* _WORK TASK_: Check each line of the data for "TokenCodec" and select those that have it.
*** Opening of RECORDS FOR THE EXERCISE ***
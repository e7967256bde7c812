//! Service layer for task creation, visibility, assignment, updates,
//! completion, and history reads.

use crate::access::{CallerContext, ErrorKind};
use crate::identity::domain::UserId;
use crate::page::{Page, PageRequest};
use crate::task::{
    domain::{Task, TaskDomainError, TaskDraft, TaskHistoryEntry, TaskId, TaskPatch, TaskStatus},
    ports::{TaskHistoryRepository, TaskRepository, TaskRepositoryError},
};
use mockable::Clock;
use std::sync::Arc;
use thiserror::Error;

/// Service-level errors for task lifecycle operations.
#[derive(Debug, Error)]
pub enum TaskLifecycleError {
    /// The caller's role does not permit the operation.
    #[error("only admins may {action}")]
    AdminRequired {
        /// Operation the caller attempted.
        action: &'static str,
    },

    /// The caller asked about a user id other than their own.
    #[error("caller {caller} may not query assignments of {requested}")]
    CallerMismatch {
        /// Authenticated caller.
        caller: UserId,
        /// User id the caller asked about.
        requested: UserId,
    },

    /// The referenced task does not exist.
    #[error("task not found: {0}")]
    NotFound(TaskId),

    /// Domain validation failed.
    #[error(transparent)]
    Domain(#[from] TaskDomainError),

    /// Repository operation failed.
    #[error(transparent)]
    Repository(#[from] TaskRepositoryError),
}

impl TaskLifecycleError {
    /// Maps the failure onto the shared error taxonomy.
    #[must_use]
    pub const fn kind(&self) -> ErrorKind {
        match self {
            Self::AdminRequired { .. } | Self::CallerMismatch { .. } => ErrorKind::Forbidden,
            Self::NotFound(_) => ErrorKind::NotFound,
            Self::Domain(_) => ErrorKind::InvalidArgument,
            Self::Repository(_) => ErrorKind::DependencyUnavailable,
        }
    }
}

/// Result type for task lifecycle service operations.
pub type TaskLifecycleResult<T> = Result<T, TaskLifecycleError>;

/// Task lifecycle orchestration service.
///
/// The only component permitted to mutate task documents. History entries
/// are appended before the updated document is saved, with old values
/// captured at merge time inside the domain.
#[derive(Clone)]
pub struct TaskLifecycleService<R, H, C>
where
    R: TaskRepository,
    H: TaskHistoryRepository,
    C: Clock + Send + Sync,
{
    repository: Arc<R>,
    history: Arc<H>,
    clock: Arc<C>,
}

impl<R, H, C> TaskLifecycleService<R, H, C>
where
    R: TaskRepository,
    H: TaskHistoryRepository,
    C: Clock + Send + Sync,
{
    /// Creates a new task lifecycle service.
    #[must_use]
    pub const fn new(repository: Arc<R>, history: Arc<H>, clock: Arc<C>) -> Self {
        Self {
            repository,
            history,
            clock,
        }
    }

    /// Creates a task from a draft. Admin only.
    ///
    /// The created task is `Assigned` whether or not assignment targets
    /// were given; open-to-all tasks are submittable immediately.
    ///
    /// # Errors
    ///
    /// Returns [`TaskLifecycleError::AdminRequired`] for non-admin callers,
    /// a domain error for invalid drafts, or a repository error when
    /// persistence fails.
    pub async fn create_task(
        &self,
        draft: TaskDraft,
        caller: &CallerContext,
    ) -> TaskLifecycleResult<Task> {
        if !caller.profile().is_admin() {
            return Err(TaskLifecycleError::AdminRequired {
                action: "create tasks",
            });
        }
        let task = Task::create(draft, &*self.clock)?;
        self.repository.save(&task).await?;
        tracing::info!(task_id = %task.id(), creator = %caller.user_id(), "task created");
        Ok(task)
    }

    /// Retrieves a task by identifier.
    ///
    /// # Errors
    ///
    /// Returns [`TaskLifecycleError::NotFound`] when the task is absent.
    pub async fn get_task(&self, id: TaskId) -> TaskLifecycleResult<Task> {
        self.repository
            .find_by_id(id)
            .await?
            .ok_or(TaskLifecycleError::NotFound(id))
    }

    /// Pages the tasks visible to the caller.
    ///
    /// Admins see every task, optionally narrowed by status. Members see
    /// tasks assigned to them or open to all, narrowed to assigned/done
    /// unless the filter narrows further. The returned total count is
    /// computed over the same filter, unbounded by the page window.
    ///
    /// # Errors
    ///
    /// Returns a repository error when the listing fails.
    pub async fn list_visible_tasks(
        &self,
        caller: &CallerContext,
        status: Option<TaskStatus>,
        page: PageRequest,
    ) -> TaskLifecycleResult<Page<Task>> {
        let result = if caller.profile().is_admin() {
            self.repository.list(status, page).await?
        } else {
            self.repository
                .list_visible_to(caller.user_id(), status, page)
                .await?
        };
        Ok(result)
    }

    /// Pages the tasks explicitly assigned to a user.
    ///
    /// A caller may only query their own assignments.
    ///
    /// # Errors
    ///
    /// Returns [`TaskLifecycleError::CallerMismatch`] when `user_id` is
    /// not the caller's own id.
    pub async fn assigned_tasks(
        &self,
        caller: &CallerContext,
        user_id: &UserId,
        status: Option<TaskStatus>,
        page: PageRequest,
    ) -> TaskLifecycleResult<Page<Task>> {
        if caller.user_id() != user_id {
            return Err(TaskLifecycleError::CallerMismatch {
                caller: caller.user_id().clone(),
                requested: user_id.clone(),
            });
        }
        Ok(self
            .repository
            .list_assigned_to(user_id, status, page)
            .await?)
    }

    /// Appends a user to a task's assignment set. Admin only.
    ///
    /// Idempotent: assigning an already-assigned user changes nothing and
    /// writes no history entry. Otherwise the status is forced to
    /// `Assigned` and exactly one `assigned_user_ids` history entry is
    /// recorded.
    ///
    /// # Errors
    ///
    /// Returns [`TaskLifecycleError::AdminRequired`] for non-admin callers
    /// or [`TaskLifecycleError::NotFound`] when the task is absent.
    pub async fn assign_user(
        &self,
        caller: &CallerContext,
        user_id: UserId,
        task_id: TaskId,
    ) -> TaskLifecycleResult<Task> {
        if !caller.profile().is_admin() {
            return Err(TaskLifecycleError::AdminRequired {
                action: "assign tasks",
            });
        }
        let mut task = self.get_task(task_id).await?;
        if let Some(entry) = task.assign_user(user_id.clone(), &*self.clock) {
            self.history.append(&entry).await?;
            self.repository.save(&task).await?;
            tracing::info!(task_id = %task_id, user_id = %user_id, "user assigned to task");
        }
        Ok(task)
    }

    /// Merges a patch into a task, recording one history entry per
    /// changed field.
    ///
    /// Entries are appended before the updated document is saved; the
    /// document itself is saved once after all field merges.
    ///
    /// # Errors
    ///
    /// Returns [`TaskLifecycleError::NotFound`] when the task is absent or
    /// a repository error when persistence fails.
    pub async fn update_task(
        &self,
        id: TaskId,
        patch: TaskPatch,
        editor: &CallerContext,
    ) -> TaskLifecycleResult<Task> {
        let mut task = self.get_task(id).await?;
        let entries = task.apply_patch(patch, &*self.clock);
        for entry in &entries {
            self.history.append(entry).await?;
        }
        self.repository.save(&task).await?;
        tracing::info!(
            task_id = %id,
            editor = %editor.user_id(),
            changed_fields = entries.len(),
            "task updated"
        );
        Ok(task)
    }

    /// Marks a task done, recording the completing caller on first
    /// completion.
    ///
    /// Unconditional and idempotent: completing an already-done task
    /// succeeds without change, which is what makes the accept-submission
    /// saga safely retryable.
    ///
    /// # Errors
    ///
    /// Returns [`TaskLifecycleError::NotFound`] when the task is absent.
    pub async fn complete_task(
        &self,
        id: TaskId,
        caller: &CallerContext,
    ) -> TaskLifecycleResult<Task> {
        let mut task = self.get_task(id).await?;
        task.complete(Some(caller.user_id().clone()));
        self.repository.save(&task).await?;
        tracing::info!(task_id = %id, completed_by = %caller.user_id(), "task completed");
        Ok(task)
    }

    /// Deletes a task. Its history entries are retained.
    ///
    /// # Errors
    ///
    /// Returns [`TaskLifecycleError::NotFound`] when the task is absent.
    pub async fn delete_task(&self, id: TaskId) -> TaskLifecycleResult<()> {
        if !self.repository.delete(id).await? {
            return Err(TaskLifecycleError::NotFound(id));
        }
        tracing::info!(task_id = %id, "task deleted");
        Ok(())
    }

    /// Returns a task's history entries in insertion order.
    ///
    /// # Errors
    ///
    /// Returns [`TaskLifecycleError::NotFound`] when the task is absent.
    pub async fn task_history(&self, task_id: TaskId) -> TaskLifecycleResult<Vec<TaskHistoryEntry>> {
        self.get_task(task_id).await?;
        Ok(self.history.for_task(task_id).await?)
    }
}
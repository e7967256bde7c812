//! Domain model for the task lifecycle.
//!
//! Models task creation, assignment, patch-style updates, and the
//! field-change audit trail while keeping infrastructure concerns outside
//! the domain boundary.

mod error;
mod history;
mod ids;
mod patch;
mod task;

pub use error::{ParseTaskStatusError, TaskDomainError};
pub use history::{HistoryEntryId, TaskHistoryEntry, field};
pub use ids::TaskId;
pub use patch::TaskPatch;
pub use task::{PersistedTaskData, Task, TaskDraft, TaskStatus};
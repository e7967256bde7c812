//! Submission lifecycle management.
//!
//! This module owns proof-of-completion submissions and their review
//! comments. Submitting validates eligibility against the referenced task
//! through a remote call that forwards the caller's token; accepting a
//! submission triggers the remote, idempotent task completion as the
//! second step of an explicit two-step saga. The module follows hexagonal
//! architecture:
//!
//! - Domain types in [`domain`]
//! - Port contracts in [`ports`]
//! - Adapter implementations in [`adapters`]
//! - Orchestration services in [`services`]

pub mod adapters;
pub mod domain;
pub mod ports;
pub mod services;

#[cfg(test)]
mod tests;
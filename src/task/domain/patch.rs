//! Partial-update payload for task field merges.

use super::TaskStatus;
use crate::identity::domain::UserId;
use chrono::{DateTime, Utc};
use serde::{Deserialize, Serialize};

/// Field-by-field task update.
///
/// An absent field leaves the current value untouched; there is no way to
/// clear a field through a patch. A present field only produces a history
/// entry when it differs from the current value.
#[derive(Debug, Clone, Default, PartialEq, Eq, Serialize, Deserialize)]
pub struct TaskPatch {
    pub(crate) title: Option<String>,
    pub(crate) image: Option<String>,
    pub(crate) description: Option<String>,
    pub(crate) status: Option<TaskStatus>,
    pub(crate) deadline: Option<DateTime<Utc>>,
    pub(crate) assigned_user_ids: Option<Vec<UserId>>,
}

impl TaskPatch {
    /// Creates an empty patch.
    #[must_use]
    pub fn new() -> Self {
        Self::default()
    }

    /// Sets the title field.
    #[must_use]
    pub fn with_title(mut self, title: impl Into<String>) -> Self {
        self.title = Some(title.into());
        self
    }

    /// Sets the image reference field.
    #[must_use]
    pub fn with_image(mut self, image: impl Into<String>) -> Self {
        self.image = Some(image.into());
        self
    }

    /// Sets the description field.
    #[must_use]
    pub fn with_description(mut self, description: impl Into<String>) -> Self {
        self.description = Some(description.into());
        self
    }

    /// Sets the status field.
    #[must_use]
    pub const fn with_status(mut self, status: TaskStatus) -> Self {
        self.status = Some(status);
        self
    }

    /// Sets the deadline field.
    #[must_use]
    pub const fn with_deadline(mut self, deadline: DateTime<Utc>) -> Self {
        self.deadline = Some(deadline);
        self
    }

    /// Sets the assigned user sequence.
    #[must_use]
    pub fn with_assigned_user_ids(mut self, ids: impl IntoIterator<Item = UserId>) -> Self {
        self.assigned_user_ids = Some(ids.into_iter().collect());
        self
    }

    /// True when no field is present.
    #[must_use]
    pub const fn is_empty(&self) -> bool {
        self.title.is_none()
            && self.image.is_none()
            && self.description.is_none()
            && self.status.is_none()
            && self.deadline.is_none()
            && self.assigned_user_ids.is_none()
    }
}
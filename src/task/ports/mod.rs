//! Port contracts for task persistence and history.

mod repository;

pub use repository::{
    TaskHistoryRepository, TaskRepository, TaskRepositoryError, TaskRepositoryResult,
};
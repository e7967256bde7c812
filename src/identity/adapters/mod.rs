//! Adapter implementations of the identity ports.

pub mod memory;
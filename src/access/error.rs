//! Shared error taxonomy exposed by every service-layer error.

use serde::{Deserialize, Serialize};

/// Structured error category carried alongside human-readable messages.
///
/// Every lifecycle error maps to exactly one kind so callers can branch on
/// "retry later", "fix the request", or "not allowed" without parsing
/// free-text messages.
#[derive(Debug, Clone, Copy, PartialEq, Eq, Hash, Serialize, Deserialize)]
#[serde(rename_all = "snake_case")]
pub enum ErrorKind {
    /// The bearer credential was absent, malformed, or failed verification.
    Unauthenticated,
    /// The credential is valid but the caller's role or ownership is
    /// insufficient.
    Forbidden,
    /// A referenced task, submission, or user does not exist.
    NotFound,
    /// A request value fell outside its domain (bad enum string, bad page).
    InvalidArgument,
    /// The operation is not legal for the entity's current status.
    InvalidState,
    /// A downstream service could not be reached.
    DependencyUnavailable,
    /// A downstream call reached the service but failed after a local state
    /// change had already committed.
    DependencyFailure,
}

impl ErrorKind {
    /// Returns the canonical wire representation.
    #[must_use]
    pub const fn as_str(self) -> &'static str {
        match self {
            Self::Unauthenticated => "unauthenticated",
            Self::Forbidden => "forbidden",
            Self::NotFound => "not_found",
            Self::InvalidArgument => "invalid_argument",
            Self::InvalidState => "invalid_state",
            Self::DependencyUnavailable => "dependency_unavailable",
            Self::DependencyFailure => "dependency_failure",
        }
    }

    /// True when retrying the same request later may succeed.
    #[must_use]
    pub const fn is_retryable(self) -> bool {
        matches!(self, Self::DependencyUnavailable | Self::DependencyFailure)
    }
}
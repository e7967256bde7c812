//! Taskboard: distributed task assignment and submission review.
//!
//! This crate provides the core functionality for assigning work items to
//! users, accepting proof-of-completion submissions, and reviewing them,
//! with every task field change recorded in an append-only history log.
//!
//! # Architecture
//!
//! Taskboard follows hexagonal architecture principles:
//!
//! - **Domain**: Pure business logic with no infrastructure dependencies
//! - **Ports**: Abstract trait interfaces for external interactions
//! - **Adapters**: Concrete implementations of ports (stores, remote clients)
//!
//! The identity, task, and submission modules correspond to independently
//! deployable services. There is no shared transaction boundary between
//! them: cross-service consistency rests on idempotent state transitions
//! and explicit partial-failure surfacing, never on rollback.
//!
//! # Modules
//!
//! - [`identity`]: Signed-token codec and caller profile resolution
//! - [`task`]: Task lifecycle, visibility rules, and field-change history
//! - [`submission`]: Submission lifecycle, review decisions, and comments
//! - [`access`]: Bearer-token extraction, caller context, error taxonomy
//! - [`page`]: Shared pagination contract

pub mod access;
pub mod identity;
pub mod page;
pub mod submission;
pub mod task;
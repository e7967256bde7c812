//! Error types for task domain validation and parsing.

use thiserror::Error;

/// Errors returned while constructing domain task values.
#[derive(Debug, Clone, Error, PartialEq, Eq)]
pub enum TaskDomainError {
    /// The task title is empty after trimming.
    #[error("task title must not be empty")]
    EmptyTitle,
}

/// Error returned while parsing task statuses from requests or persistence.
#[derive(Debug, Clone, Error, PartialEq, Eq)]
#[error("unknown task status: {0}")]
pub struct ParseTaskStatusError(pub String);
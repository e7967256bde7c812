//! Port contracts for caller identity resolution.

mod directory;

pub use directory::{DirectoryError, DirectoryResult, IdentityDirectory};
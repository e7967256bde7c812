//! Caller authentication surface shared by every service boundary.
//!
//! Each inbound call carries an opaque bearer credential in an
//! `Authorization`-style header field. The gateway contract is the same at
//! every hop: parse the header, resolve the token to a profile through the
//! identity directory, and thread the resolved caller through the lifecycle
//! operation as an explicit [`CallerContext`] value. The raw token rides
//! along in the context so outbound calls can forward it unchanged.

mod bearer;
mod context;
mod error;

pub use bearer::{BearerParseError, BearerToken};
pub use context::{AuthenticateError, CallerContext, authenticate};
pub use error::ErrorKind;
//! Unit tests for the task module.

mod history_tests;
mod visibility_tests;
//! In-memory submission adapters.

mod comment;
mod submission;

pub use comment::InMemorySubmissionCommentRepository;
pub use submission::InMemorySubmissionRepository;
//! Unit tests for patch merging and history entry capture.

#![expect(
    clippy::expect_used,
    reason = "Test code uses expect for assertion clarity"
)]
#![expect(
    clippy::indexing_slicing,
    reason = "Test code uses indexing after length checks"
)]

use crate::identity::domain::UserId;
use crate::task::domain::{Task, TaskDraft, TaskPatch, TaskStatus, field};
use chrono::{TimeZone, Utc};
use eyre::ensure;
use mockable::DefaultClock;
use rstest::{fixture, rstest};

#[fixture]
fn task() -> Task {
    Task::create(
        TaskDraft::new("Initial title").with_description("Initial description"),
        &DefaultClock,
    )
    .expect("valid draft")
}

#[rstest]
fn differing_title_produces_one_entry_with_old_value(mut task: Task) {
    let entries = task.apply_patch(TaskPatch::new().with_title("New title"), &DefaultClock);

    assert_eq!(entries.len(), 1);
    assert_eq!(entries[0].field_changed(), field::TITLE);
    assert_eq!(entries[0].old_value(), "Initial title");
    assert_eq!(entries[0].new_value(), "New title");
    assert_eq!(task.title(), "New title");
}

#[rstest]
fn equal_fields_produce_no_entries(mut task: Task) {
    let entries = task.apply_patch(
        TaskPatch::new()
            .with_title("Initial title")
            .with_description("Initial description"),
        &DefaultClock,
    );

    assert!(entries.is_empty());
}

#[rstest]
fn each_differing_field_produces_exactly_one_entry(mut task: Task) {
    let deadline = Utc.with_ymd_and_hms(2026, 9, 1, 12, 0, 0).single().expect("valid timestamp");
    let patch = TaskPatch::new()
        .with_title("Renamed")
        .with_image("img-2.png")
        .with_description("Rewritten")
        .with_deadline(deadline)
        .with_assigned_user_ids(vec![UserId::new("alice")]);

    let entries = task.apply_patch(patch, &DefaultClock);

    let fields: Vec<_> = entries.iter().map(|entry| entry.field_changed()).collect();
    assert_eq!(
        fields,
        vec![
            field::TITLE,
            field::IMAGE,
            field::DESCRIPTION,
            field::DEADLINE,
            field::ASSIGNED_USER_IDS,
        ]
    );
}

#[rstest]
fn absent_optional_old_values_are_recorded_as_none(mut task: Task) {
    let deadline = Utc.with_ymd_and_hms(2026, 9, 1, 12, 0, 0).single().expect("valid timestamp");
    let entries = task.apply_patch(
        TaskPatch::new()
            .with_image("cover.png")
            .with_deadline(deadline)
            .with_assigned_user_ids(vec![UserId::new("alice"), UserId::new("bob")]),
        &DefaultClock,
    );

    assert_eq!(entries.len(), 3);
    assert_eq!(entries[0].old_value(), "none");
    assert_eq!(entries[1].old_value(), "none");
    assert_eq!(entries[2].old_value(), "none");
    assert_eq!(entries[2].new_value(), "alice,bob");
}

#[rstest]
fn explicit_status_change_is_recorded(mut task: Task) {
    let entries = task.apply_patch(TaskPatch::new().with_status(TaskStatus::Done), &DefaultClock);

    assert_eq!(entries.len(), 1);
    assert_eq!(entries[0].field_changed(), field::STATUS);
    assert_eq!(entries[0].old_value(), "assigned");
    assert_eq!(entries[0].new_value(), "done");
    assert_eq!(task.status(), TaskStatus::Done);
}

#[rstest]
fn statusless_patch_forces_assigned_without_an_entry(mut task: Task) -> eyre::Result<()> {
    let entries = task.apply_patch(TaskPatch::new().with_title("Renamed"), &DefaultClock);

    ensure!(entries.iter().all(|entry| entry.field_changed() != field::STATUS));
    ensure!(task.status() == TaskStatus::Assigned);
    Ok(())
}

#[rstest]
fn statusless_patch_leaves_done_tasks_done(mut task: Task) -> eyre::Result<()> {
    task.complete(None);

    let entries = task.apply_patch(TaskPatch::new().with_title("Renamed"), &DefaultClock);

    ensure!(entries.len() == 1);
    ensure!(task.status() == TaskStatus::Done);
    Ok(())
}

#[rstest]
fn status_equal_to_current_produces_no_entry(mut task: Task) {
    let entries = task.apply_patch(
        TaskPatch::new().with_status(TaskStatus::Assigned),
        &DefaultClock,
    );

    assert!(entries.is_empty());
    assert_eq!(task.status(), TaskStatus::Assigned);
}
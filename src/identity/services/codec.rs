//! HMAC-signed token issuance and verification.
//!
//! Tokens are self-contained HS256 JWTs carrying the subject's identifier
//! and role. Verification is a pure local check against the shared signing
//! secret, which is what makes per-hop token resolution cheap enough to
//! repeat on every service boundary.

use crate::identity::domain::{ParseRoleError, Role, UserId};
use jsonwebtoken::{DecodingKey, EncodingKey, Header, Validation, decode, encode};
use serde::{Deserialize, Serialize};
use std::time::{Duration, SystemTime, UNIX_EPOCH};
use thiserror::Error;

/// Environment variable supplying the signing secret.
const SECRET_ENV: &str = "TASKBOARD_TOKEN_SECRET";

/// Errors returned by token issuance and verification.
#[derive(Debug, Clone, Error, PartialEq, Eq)]
pub enum TokenError {
    /// The token could not be signed.
    #[error("failed to sign token")]
    Signing,

    /// Signature, structure, or expiry validation failed.
    #[error("invalid or expired token")]
    Invalid,

    /// The verified token carried an out-of-domain role claim.
    #[error(transparent)]
    UnknownRole(#[from] ParseRoleError),

    /// The system clock is before the Unix epoch.
    #[error("system clock is before the Unix epoch")]
    ClockSkew,
}

/// Identity claims embedded in every issued token.
#[derive(Debug, Clone, PartialEq, Eq, Serialize, Deserialize)]
pub struct Claims {
    /// Subject: the user identifier.
    pub sub: String,
    /// Caller role in canonical claim form.
    pub role: String,
    /// Issued-at, seconds since the Unix epoch.
    pub iat: u64,
    /// Expiry, seconds since the Unix epoch.
    pub exp: u64,
}

impl Claims {
    /// Returns the subject as a typed user identifier.
    #[must_use]
    pub fn user_id(&self) -> UserId {
        UserId::new(self.sub.clone())
    }

    /// Parses the role claim.
    ///
    /// # Errors
    ///
    /// Returns [`ParseRoleError`] when the claim is outside the role domain.
    pub fn parsed_role(&self) -> Result<Role, ParseRoleError> {
        Role::try_from(self.role.as_str())
    }
}

/// Signing configuration shared by every service instance.
#[derive(Debug, Clone)]
pub struct TokenConfig {
    /// Shared HMAC signing secret.
    pub secret: String,
    /// Lifetime stamped into each issued token.
    pub token_expiry: Duration,
}

impl Default for TokenConfig {
    fn default() -> Self {
        Self {
            secret: std::env::var(SECRET_ENV).unwrap_or_else(|_| {
                // Random per-process secret when none is configured; fine
                // for tests, useless across real service instances.
                use rand::Rng;
                let mut rng = rand::thread_rng();
                let secret: [u8; 32] = rng.r#gen();
                hex::encode(secret)
            }),
            token_expiry: Duration::from_secs(3600),
        }
    }
}

/// Issues and verifies signed identity tokens.
#[derive(Debug, Clone)]
pub struct TokenCodec {
    config: TokenConfig,
}

impl TokenCodec {
    /// Creates a codec over the given signing configuration.
    #[must_use]
    pub const fn new(config: TokenConfig) -> Self {
        Self { config }
    }

    /// Issues a signed token for the given subject and role.
    ///
    /// # Errors
    ///
    /// Returns [`TokenError::ClockSkew`] when the system clock predates the
    /// Unix epoch, or [`TokenError::Signing`] when encoding fails.
    pub fn issue(&self, user_id: &UserId, role: Role) -> Result<String, TokenError> {
        let now = SystemTime::now()
            .duration_since(UNIX_EPOCH)
            .map_err(|_| TokenError::ClockSkew)?
            .as_secs();

        let claims = Claims {
            sub: user_id.as_str().to_owned(),
            role: role.as_str().to_owned(),
            iat: now,
            exp: now + self.config.token_expiry.as_secs(),
        };

        encode(
            &Header::default(),
            &claims,
            &EncodingKey::from_secret(self.config.secret.as_ref()),
        )
        .map_err(|_| TokenError::Signing)
    }

    /// Verifies a token's signature and expiry and returns its claims.
    ///
    /// # Errors
    ///
    /// Returns [`TokenError::Invalid`] for any structural, signature, or
    /// expiry failure.
    pub fn verify(&self, token: &str) -> Result<Claims, TokenError> {
        decode::<Claims>(
            token,
            &DecodingKey::from_secret(self.config.secret.as_ref()),
            &Validation::default(),
        )
        .map(|data| data.claims)
        .map_err(|_| TokenError::Invalid)
    }
}
//! Adapter implementations of the task ports.

pub mod memory;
*** Close of RECORDS FOR THE EXERCISE ***
* _OUTPUT FOR THIS TASK_:
pub struct TokenCodec {
impl TokenCodec {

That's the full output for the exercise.